A couple of episodes back, when Vic and Ronnie set up Shane to get ambushed and Shane flukily survived, I couldn't tell whether Vic was frustrated or relieved–and neither could Vic, I don't think. Tonight, as he found Shane's motel hideout and closed in with his gun drawn, I honestly had no idea what he'd do if he found Shane and his family there. That's what made the scene so gripping, and even a little excruciating. It's what The Shield has always excelled at, those scenes where we're fully immersed in a situation in which everything's spinning out of control, with no end in sight. Like a car skidding on a slick road in a pitch-black night. Like a slip of the tongue that just gets worse with every attempt to make it right. Like a nightmare.
Grade: A
Stray observations:
-Another sick-making moment: Corrine hearing from Mara that Vic pulled a gun on her in the hospital parking lot. Aside from Corinne's own feeling of the ground slipping out from under her, I felt a little sympathy for Vic too, watching Corinne and not knowing what she was hearing.

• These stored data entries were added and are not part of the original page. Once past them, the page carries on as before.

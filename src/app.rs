//! Top-level application orchestration.
//!
//! `src/main.rs` is intentionally tiny; this module is the "real main" that:
//! - parses CLI arguments
//! - assembles factor sets from flags and JSON profiles
//! - runs single-subject or cohort scoring
//! - prints reports/plots
//! - writes optional exports

use clap::Parser;

use crate::cli::{AssessArgs, BatchArgs, Command, FactorArgs, SampleArgs};
use crate::domain::{AssessConfig, BatchConfig, RisksFactors, SampleConfig};
use crate::error::AppError;

pub mod pipeline;

/// Entry point for the `cvrisk` binary.
pub fn run() -> Result<(), AppError> {
    // `cvrisk --age 50 ...` behaves like `cvrisk assess --age 50 ...`.
    let argv = rewrite_args(std::env::args().collect());
    let cli = crate::cli::Cli::parse_from(argv);

    match cli.command {
        Command::Assess(args) => handle_assess(&args, OutputMode::Assess),
        Command::Bounds(args) => handle_assess(&args, OutputMode::Bounds),
        Command::Batch(args) => handle_batch(&args),
        Command::Sample(args) => handle_sample(&args),
    }
}

#[derive(Debug, Clone, Copy, PartialEq, Eq)]
enum OutputMode {
    Assess,
    Bounds,
}

fn handle_assess(args: &AssessArgs, mode: OutputMode) -> Result<(), AppError> {
    let mut config = assess_config_from_args(args)?;
    if mode == OutputMode::Bounds {
        config.include_bounds = true;
    }

    let run = pipeline::assess(&config.factors, config.include_bounds);
    for w in &run.warnings {
        tracing::warn!(field = w.field, "{}", w.message);
    }

    println!(
        "{}",
        crate::report::format_assessment(&run.factors, &run.risks, run.envelope.as_ref())
    );

    if config.plot {
        let plot = crate::plot::render_risk_by_age(&run.factors, config.plot_width, config.plot_height);
        println!("{plot}");
    }

    if let Some(path) = &config.export_json {
        let report = crate::io::build_report(&run.factors, run.risks, run.envelope.as_ref());
        crate::io::write_report_json(path, &report)?;
    }

    Ok(())
}

fn handle_batch(args: &BatchArgs) -> Result<(), AppError> {
    let config = batch_config_from_args(args);
    let cohort = crate::io::load_cohort(&config.csv_path)?;
    for e in &cohort.row_errors {
        tracing::warn!(line = e.line, id = e.id.as_deref().unwrap_or("-"), "skipped row: {}", e.message);
    }

    let flagged = cohort
        .subjects
        .iter()
        .filter(|s| !crate::domain::validate_factors(&s.factors).is_empty())
        .count();
    if flagged > 0 {
        tracing::warn!(subjects = flagged, "some subjects have implausible factor values");
    }

    let results = pipeline::score_cohort(&cohort.subjects, config.include_bounds);
    let summary = crate::report::summarize_cohort(&cohort.subjects, &results);

    println!("{}", crate::report::format_cohort_summary(&cohort, &summary));
    let top = crate::report::rank_by_overall_risk(&results, config.top_n);
    println!("{}", crate::report::format_ranking(&top));

    if let Some(path) = &config.export_results {
        crate::io::write_results_csv(path, &results)?;
    }

    Ok(())
}

fn handle_sample(args: &SampleArgs) -> Result<(), AppError> {
    let config = sample_config_from_args(args);
    let subjects = crate::data::generate_cohort(&config)?;

    match &config.output {
        Some(path) => crate::io::write_cohort_csv(path, &subjects),
        None => crate::io::write_cohort(std::io::stdout().lock(), &subjects),
    }
}

pub fn assess_config_from_args(args: &AssessArgs) -> Result<AssessConfig, AppError> {
    Ok(AssessConfig {
        factors: factors_from_args(&args.factors)?,
        include_bounds: args.bounds,
        plot: args.plot,
        plot_width: args.plot_width,
        plot_height: args.plot_height,
        export_json: args.json.clone(),
    })
}

pub fn batch_config_from_args(args: &BatchArgs) -> BatchConfig {
    BatchConfig {
        csv_path: args.csv.clone(),
        include_bounds: args.bounds,
        export_results: args.export.clone(),
        top_n: args.top,
    }
}

pub fn sample_config_from_args(args: &SampleArgs) -> SampleConfig {
    SampleConfig {
        sample_count: args.sample_count,
        sample_seed: args.seed,
        age_min: args.age_min,
        age_max: args.age_max,
        missing_rate: args.missing_rate,
        country: args.country.clone(),
        output: args.out.clone(),
    }
}

/// Merge the optional JSON profile with the individual flags (flags win).
pub fn factors_from_args(args: &FactorArgs) -> Result<RisksFactors, AppError> {
    let base = match &args.input {
        Some(path) => crate::io::read_profile_json(path)?,
        None => RisksFactors::default(),
    };

    Ok(RisksFactors {
        age: args.age.or(base.age),
        cholesterol: args.cholesterol.or(base.cholesterol),
        cholesterol_hdl: args.hdl.or(base.cholesterol_hdl),
        sbp: args.sbp.or(base.sbp),
        is_smoker: args.smoker.or(base.is_smoker),
        hypertension_treatment: args.treated.or(base.hypertension_treatment),
        has_diabetes: args.diabetes.or(base.has_diabetes),
        body_height: args.height_cm.or(base.body_height),
        body_weight: args.weight_kg.or(base.body_weight),
        gender: args.gender.or(base.gender),
        country: args
            .country
            .as_deref()
            .map(|c| c.trim().to_ascii_uppercase())
            .unwrap_or(base.country),
        race: args.race.or(base.race),
    })
}

/// Rewrite argv so `cvrisk` defaults to `cvrisk assess`.
///
/// Rules:
/// - `cvrisk`                       -> `cvrisk assess`
/// - `cvrisk --age 50 ...`          -> `cvrisk assess --age 50 ...`
/// - `cvrisk --help/--version/-h`   -> unchanged (show top-level help/version)
fn rewrite_args(mut argv: Vec<String>) -> Vec<String> {
    let Some(arg1) = argv.get(1).cloned() else {
        argv.push("assess".to_string());
        return argv;
    };

    let is_top_level_help_or_version = matches!(arg1.as_str(), "-h" | "--help" | "-V" | "--version" | "help");
    if is_top_level_help_or_version {
        return argv;
    }

    let is_subcommand = matches!(arg1.as_str(), "assess" | "bounds" | "batch" | "sample");
    if is_subcommand {
        return argv;
    }

    if arg1.starts_with('-') {
        argv.insert(1, "assess".to_string());
    }
    argv
}

#[cfg(test)]
mod tests {
    use super::*;
    use crate::domain::Gender;

    fn argv(args: &[&str]) -> Vec<String> {
        args.iter().map(|s| s.to_string()).collect()
    }

    #[test]
    fn rewrite_defaults_to_assess() {
        assert_eq!(rewrite_args(argv(&["cvrisk"])), argv(&["cvrisk", "assess"]));
        assert_eq!(
            rewrite_args(argv(&["cvrisk", "--age", "50"])),
            argv(&["cvrisk", "assess", "--age", "50"])
        );
        assert_eq!(rewrite_args(argv(&["cvrisk", "--help"])), argv(&["cvrisk", "--help"]));
        assert_eq!(
            rewrite_args(argv(&["cvrisk", "batch", "--csv", "x"])),
            argv(&["cvrisk", "batch", "--csv", "x"])
        );
    }

    #[test]
    fn flags_override_profile_fields() {
        let dir = std::env::temp_dir().join(format!("cvrisk-app-{}", std::process::id()));
        std::fs::create_dir_all(&dir).unwrap();
        let path = dir.join("p.json");
        std::fs::write(&path, r#"{"age": 47, "gender": "female", "sbp": 150, "country": "fr"}"#).unwrap();

        let args = FactorArgs {
            input: Some(path),
            sbp: Some(120.0),
            country: Some(" it ".to_string()),
            ..FactorArgs::default()
        };
        let f = factors_from_args(&args).unwrap();
        assert_eq!(f.age, Some(47));
        assert_eq!(f.gender, Some(Gender::Female));
        assert_eq!(f.sbp, Some(120.0));
        assert_eq!(f.country, "IT");

        std::fs::remove_dir_all(&dir).ok();
    }
}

-Was that an inside joke about Tina's relative absence this season when she talks about how everything goes to hell when "a girl takes a long weekend?"
-I know this was last week, but I wanted to take a moment to hail the brilliant staging of two scenes in "Parricide:" The way Shane assesses the situation and quickly bails out of The Farm, while framed over Vic's shoulder; and the way Claudette warns Vic to steer clear of the investigation from her office window, so high up that her threats seem even more ineffectual.
-My wife and I had pertussis shortly after our first kid was born. Man, it wasn't fun.